Instructions to follow — Please give, exactly as they appear below, the line with "tracing_subscriber::fmt()" and every line after it through the final one, and nothing else.

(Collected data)

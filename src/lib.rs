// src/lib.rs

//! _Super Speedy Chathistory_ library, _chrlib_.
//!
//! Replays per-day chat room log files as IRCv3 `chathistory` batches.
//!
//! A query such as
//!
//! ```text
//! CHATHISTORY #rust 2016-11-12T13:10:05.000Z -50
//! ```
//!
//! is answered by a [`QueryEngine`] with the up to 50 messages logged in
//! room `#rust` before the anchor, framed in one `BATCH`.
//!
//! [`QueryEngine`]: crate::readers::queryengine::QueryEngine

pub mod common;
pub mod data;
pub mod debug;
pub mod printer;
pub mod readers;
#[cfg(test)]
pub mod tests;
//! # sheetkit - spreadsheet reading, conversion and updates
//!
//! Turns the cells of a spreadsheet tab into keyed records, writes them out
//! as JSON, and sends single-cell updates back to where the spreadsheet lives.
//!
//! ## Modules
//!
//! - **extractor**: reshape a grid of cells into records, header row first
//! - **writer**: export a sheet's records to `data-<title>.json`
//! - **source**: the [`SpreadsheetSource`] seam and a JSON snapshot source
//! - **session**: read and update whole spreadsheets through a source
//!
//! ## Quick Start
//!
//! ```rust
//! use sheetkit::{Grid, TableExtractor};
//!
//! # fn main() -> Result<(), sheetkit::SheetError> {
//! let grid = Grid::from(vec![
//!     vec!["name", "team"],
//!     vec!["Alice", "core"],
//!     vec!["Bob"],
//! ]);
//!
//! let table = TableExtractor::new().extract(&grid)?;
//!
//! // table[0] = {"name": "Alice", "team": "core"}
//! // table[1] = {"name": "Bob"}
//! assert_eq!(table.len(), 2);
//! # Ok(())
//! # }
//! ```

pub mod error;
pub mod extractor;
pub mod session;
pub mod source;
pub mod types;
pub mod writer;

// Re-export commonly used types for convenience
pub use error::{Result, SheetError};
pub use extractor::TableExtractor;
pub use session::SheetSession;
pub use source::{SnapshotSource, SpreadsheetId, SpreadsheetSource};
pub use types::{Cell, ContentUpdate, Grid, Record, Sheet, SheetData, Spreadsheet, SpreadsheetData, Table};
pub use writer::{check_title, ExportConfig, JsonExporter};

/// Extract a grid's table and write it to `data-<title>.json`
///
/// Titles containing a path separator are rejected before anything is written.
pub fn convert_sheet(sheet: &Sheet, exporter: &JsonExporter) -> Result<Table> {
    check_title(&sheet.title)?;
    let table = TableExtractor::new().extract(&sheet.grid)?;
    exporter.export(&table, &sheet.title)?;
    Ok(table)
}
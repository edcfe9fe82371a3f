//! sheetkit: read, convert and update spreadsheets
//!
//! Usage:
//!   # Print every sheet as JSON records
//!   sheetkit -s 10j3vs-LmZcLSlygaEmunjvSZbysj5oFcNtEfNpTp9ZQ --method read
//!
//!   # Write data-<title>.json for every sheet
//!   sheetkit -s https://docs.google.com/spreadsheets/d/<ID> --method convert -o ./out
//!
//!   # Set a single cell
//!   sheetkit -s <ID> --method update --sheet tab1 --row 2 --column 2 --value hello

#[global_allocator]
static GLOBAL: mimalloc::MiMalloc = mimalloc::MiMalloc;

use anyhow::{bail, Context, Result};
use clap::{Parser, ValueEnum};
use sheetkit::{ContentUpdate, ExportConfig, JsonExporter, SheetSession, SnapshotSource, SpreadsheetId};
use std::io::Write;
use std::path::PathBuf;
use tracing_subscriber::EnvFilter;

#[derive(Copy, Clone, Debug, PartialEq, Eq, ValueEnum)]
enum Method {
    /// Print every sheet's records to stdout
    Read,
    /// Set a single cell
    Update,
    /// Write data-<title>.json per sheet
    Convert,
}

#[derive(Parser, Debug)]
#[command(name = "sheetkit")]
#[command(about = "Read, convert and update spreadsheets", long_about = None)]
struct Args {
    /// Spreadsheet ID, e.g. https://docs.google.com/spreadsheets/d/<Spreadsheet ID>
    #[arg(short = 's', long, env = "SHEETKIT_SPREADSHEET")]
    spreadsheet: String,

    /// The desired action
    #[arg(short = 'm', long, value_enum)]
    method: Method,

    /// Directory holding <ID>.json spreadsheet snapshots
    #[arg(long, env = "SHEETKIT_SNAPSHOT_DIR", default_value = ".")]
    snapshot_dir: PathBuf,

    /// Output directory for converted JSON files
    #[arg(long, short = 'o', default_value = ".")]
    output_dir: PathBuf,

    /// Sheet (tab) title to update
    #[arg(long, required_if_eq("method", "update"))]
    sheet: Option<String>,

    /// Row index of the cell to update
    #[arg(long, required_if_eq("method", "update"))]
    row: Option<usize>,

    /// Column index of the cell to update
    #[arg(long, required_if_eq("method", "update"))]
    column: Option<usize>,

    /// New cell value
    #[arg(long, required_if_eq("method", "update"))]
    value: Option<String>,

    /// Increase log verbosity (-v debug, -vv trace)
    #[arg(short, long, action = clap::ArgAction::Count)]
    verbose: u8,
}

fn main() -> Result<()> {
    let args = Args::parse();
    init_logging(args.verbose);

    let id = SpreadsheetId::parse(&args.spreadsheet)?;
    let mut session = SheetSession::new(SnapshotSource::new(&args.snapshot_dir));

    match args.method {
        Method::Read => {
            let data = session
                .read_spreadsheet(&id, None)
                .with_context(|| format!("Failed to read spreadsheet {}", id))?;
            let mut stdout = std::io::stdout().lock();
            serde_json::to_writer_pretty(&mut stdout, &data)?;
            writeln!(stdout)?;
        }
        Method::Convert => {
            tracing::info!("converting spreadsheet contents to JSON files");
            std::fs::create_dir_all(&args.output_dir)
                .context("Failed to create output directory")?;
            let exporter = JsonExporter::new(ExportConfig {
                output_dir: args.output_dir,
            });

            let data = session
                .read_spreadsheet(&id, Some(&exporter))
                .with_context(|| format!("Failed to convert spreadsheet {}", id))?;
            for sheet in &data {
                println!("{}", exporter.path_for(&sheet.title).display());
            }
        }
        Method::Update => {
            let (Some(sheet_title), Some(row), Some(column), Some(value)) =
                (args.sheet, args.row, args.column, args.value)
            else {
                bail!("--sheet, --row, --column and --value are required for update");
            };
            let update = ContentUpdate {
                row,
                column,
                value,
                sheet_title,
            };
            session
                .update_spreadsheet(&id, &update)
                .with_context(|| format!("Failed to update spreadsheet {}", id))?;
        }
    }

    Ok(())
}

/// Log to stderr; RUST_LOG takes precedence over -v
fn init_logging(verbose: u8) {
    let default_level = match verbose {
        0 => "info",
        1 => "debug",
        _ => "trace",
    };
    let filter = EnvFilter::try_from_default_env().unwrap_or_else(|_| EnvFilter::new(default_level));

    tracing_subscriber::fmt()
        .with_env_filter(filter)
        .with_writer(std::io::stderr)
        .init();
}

Solution —
    tracing_subscriber::fmt()
        .with_env_filter(filter)
        .with_writer(std::io::stderr)
        .init();
}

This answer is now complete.